Tocumwal Airport is located 1 NM east of Tocumwal, New South Wales, Australia. Both runways have parallel runways labelled for glider operations.

== History ==
In February 1942, construction work commenced for an airfield at Tocumwal near the Newell Highway. The project was highly prioritized, and over 7,000 US servicemen were deployed to assist in labour. By May 1942, it was mostly completed, and was named McIntyre Field in honor of Captain Patrick W. McIntyre, who was killed on 5 June, 1942, whilst testing a bombardment aircraft. The airfield was equipped with four 6,000 foot long runways, 70 miles worth of taxiways and road with aircraft dispersals, 5 large wooden hangars to house B-24 Liberators, 450 buildings, ammunition bunkers, engine test bays, and a 200-bed hospital. Subsequently, the United States Army Air Forces began using the airfield.
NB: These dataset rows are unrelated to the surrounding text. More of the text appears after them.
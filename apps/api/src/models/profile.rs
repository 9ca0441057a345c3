use chrono::{DateTime, Utc};
use serde::{Deserialize, Serialize};
use sqlx::FromRow;
use uuid::Uuid;

/// Which side of the board an identity is on. Derived from which profile table
/// holds a row for the identity, never stored on the identity itself.
#[derive(Debug, Clone, Copy, PartialEq, Eq, Hash, Serialize, Deserialize)]
#[serde(rename_all = "snake_case")]
pub enum Role {
    Seeker,
    Employer,
}

impl Role {
    pub fn as_str(&self) -> &'static str {
        match self {
            Role::Seeker => "seeker",
            Role::Employer => "employer",
        }
    }
}

/// Row of `user_profiles`, keyed by the identity id.
#[derive(Debug, Clone, PartialEq, Serialize, Deserialize, FromRow)]
pub struct SeekerProfile {
    pub id: Uuid,
    pub full_name: String,
    pub phone: Option<String>,
    pub location: Option<String>,
    pub preferred_job_type: Option<String>,
    pub preferred_shift: Option<String>,
    pub years_experience: i32,
    pub bio: Option<String>,
    pub resume_url: Option<String>,
    pub profile_completion: i32,
    pub created_at: DateTime<Utc>,
    pub updated_at: DateTime<Utc>,
}

/// Row of `employers`, keyed by the identity id.
#[derive(Debug, Clone, PartialEq, Serialize, Deserialize, FromRow)]
pub struct EmployerProfile {
    pub id: Uuid,
    pub company_name: String,
    pub company_logo: Option<String>,
    pub company_size: Option<String>,
    pub industry_type: Option<String>,
    pub website: Option<String>,
    pub description: Option<String>,
    pub location: Option<String>,
    pub contact_email: Option<String>,
    pub contact_phone: Option<String>,
    pub verified: bool,
    pub created_at: DateTime<Utc>,
    pub updated_at: DateTime<Utc>,
}

/// A profile tagged by the role it was resolved for.
#[derive(Debug, Clone, PartialEq, Serialize, Deserialize)]
#[serde(tag = "role", rename_all = "snake_case")]
pub enum Profile {
    Seeker(SeekerProfile),
    Employer(EmployerProfile),
}

impl Profile {
    pub fn role(&self) -> Role {
        match self {
            Profile::Seeker(_) => Role::Seeker,
            Profile::Employer(_) => Role::Employer,
        }
    }
}

/// Editable seeker fields. Absent fields are left untouched.
#[derive(Debug, Clone, Default, Deserialize)]
#[serde(deny_unknown_fields)]
pub struct SeekerProfileUpdate {
    pub full_name: Option<String>,
    pub phone: Option<String>,
    pub location: Option<String>,
    pub preferred_job_type: Option<String>,
    pub preferred_shift: Option<String>,
    pub years_experience: Option<i32>,
    pub bio: Option<String>,
    pub resume_url: Option<String>,
}

/// Editable employer fields. Absent fields are left untouched.
#[derive(Debug, Clone, Default, Deserialize)]
#[serde(deny_unknown_fields)]
pub struct EmployerProfileUpdate {
    pub company_name: Option<String>,
    pub company_logo: Option<String>,
    pub company_size: Option<String>,
    pub industry_type: Option<String>,
    pub website: Option<String>,
    pub description: Option<String>,
    pub location: Option<String>,
    pub contact_email: Option<String>,
    pub contact_phone: Option<String>,
}


#[cfg(test)]
mod tests {
    use super::*;

    #[test]
    fn test_profile_serializes_with_role_tag() {
        let profile = Profile::Employer(fixtures::employer(Uuid::nil(), "Acme Fabrication"));
        let json = serde_json::to_value(&profile).unwrap();
        assert_eq!(json["role"], "employer");
        assert_eq!(json["company_name"], "Acme Fabrication");
    }

    #[test]
    fn test_role_follows_variant() {
        let seeker = Profile::Seeker(fixtures::seeker(Uuid::nil(), "Ravi Kumar"));
        let employer = Profile::Employer(fixtures::employer(Uuid::nil(), "Acme Fabrication"));
        assert_eq!(seeker.role(), Role::Seeker);
        assert_eq!(employer.role(), Role::Employer);
    }

    #[test]
    fn test_seeker_update_rejects_employer_fields() {
        let body = serde_json::json!({ "company_name": "Acme" });
        assert!(serde_json::from_value::<SeekerProfileUpdate>(body).is_err());
    }
}
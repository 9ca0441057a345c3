// Applications: seekers apply, employers screen applicants for their jobs.

pub mod handlers;
pub mod repository;
pub mod screening;
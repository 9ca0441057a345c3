use chrono::{DateTime, Utc};
use serde::{Deserialize, Serialize};
use sqlx::FromRow;
use uuid::Uuid;

/// Row of `notifications`.
#[derive(Debug, Clone, Serialize, Deserialize, FromRow)]
pub struct NotificationRow {
    pub id: Uuid,
    pub user_id: Uuid,
    #[sqlx(rename = "type")]
    #[serde(rename = "type")]
    pub kind: String,
    pub title: String,
    pub message: String,
    pub read: bool,
    pub link: Option<String>,
    pub created_at: DateTime<Utc>,
}
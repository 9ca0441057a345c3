use serde::Serialize;

use crate::models::application::ApplicationStatus;
use crate::models::job::{JobRow, JobStatus};

#[derive(Debug, Clone, Copy, Default, PartialEq, Eq, Serialize)]
pub struct EmployerStats {
    pub total_jobs: usize,
    pub active_jobs: usize,
    pub total_applications: usize,
    pub shortlisted: usize,
}

impl EmployerStats {
    /// `application_statuses` holds one entry per application across all of
    /// the employer's jobs.
    pub fn compute(jobs: &[JobRow], application_statuses: &[String]) -> Self {
        EmployerStats {
            total_jobs: jobs.len(),
            active_jobs: jobs
                .iter()
                .filter(|j| j.status == JobStatus::Active.as_str())
                .count(),
            total_applications: application_statuses.len(),
            shortlisted: count_status(application_statuses, ApplicationStatus::Shortlisted),
        }
    }
}

pub fn count_status(statuses: &[String], status: ApplicationStatus) -> usize {
    statuses.iter().filter(|s| *s == status.as_str()).count()
}

#[cfg(test)]
mod tests {
    use super::*;
    use crate::models::job::fixtures::job;

    fn with_status(title: &str, status: JobStatus) -> JobRow {
        let mut row = job(title);
        row.status = status.as_str().to_string();
        row
    }

    #[test]
    fn test_empty_employer_has_zero_stats() {
        assert_eq!(EmployerStats::compute(&[], &[]), EmployerStats::default());
    }

    #[test]
    fn test_counts_active_jobs_and_shortlisted_applications() {
        let jobs = vec![
            with_status("Cook", JobStatus::Active),
            with_status("Driver", JobStatus::Paused),
            with_status("Cashier", JobStatus::Active),
            with_status("Guard", JobStatus::Closed),
        ];
        let statuses: Vec<String> = ["applied", "shortlisted", "viewed", "shortlisted", "rejected"]
            .iter()
            .map(|s| s.to_string())
            .collect();

        let stats = EmployerStats::compute(&jobs, &statuses);
        assert_eq!(stats.total_jobs, 4);
        assert_eq!(stats.active_jobs, 2);
        assert_eq!(stats.total_applications, 5);
        assert_eq!(stats.shortlisted, 2);
    }

    #[test]
    fn test_count_status_ignores_unknown_values() {
        let statuses = vec!["hired".to_string(), "applied".to_string()];
        assert_eq!(count_status(&statuses, ApplicationStatus::Applied), 1);
        assert_eq!(count_status(&statuses, ApplicationStatus::Rejected), 0);
    }
}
On 9 November, 1942, the Royal Australian Air Force took over operations, and RAAF Station Tocumwal was officially established.

=== Post-war ===
On 13 September, 1946, Tocumwal Airfield became a care and maintenance unit. On 1 October, 1960, the RAAF disestablished Tocumwal Airfield as a base, leaving 50 aircraft for disposal organised by the Department of Supply. A closing ceremony was held, and was attended by Captain G. Pither and six officers from RAAF Base Laverton, and 60 Tocumwal residents. The Air Force flag was lowered for the final time at 10:15 AM, and was presented to the Shire County to be displayed at the local memorial hall. On 15 October, 1960, ownership of the airfield was transferred to the Department of Civil Aviation where it became a glider field today. The remaining four large wooden hangars were used for storage, including wheat and grain stocks and later a dozen Republic of Singapore Air Force Hawker Hunters acquired by an Australian dealer.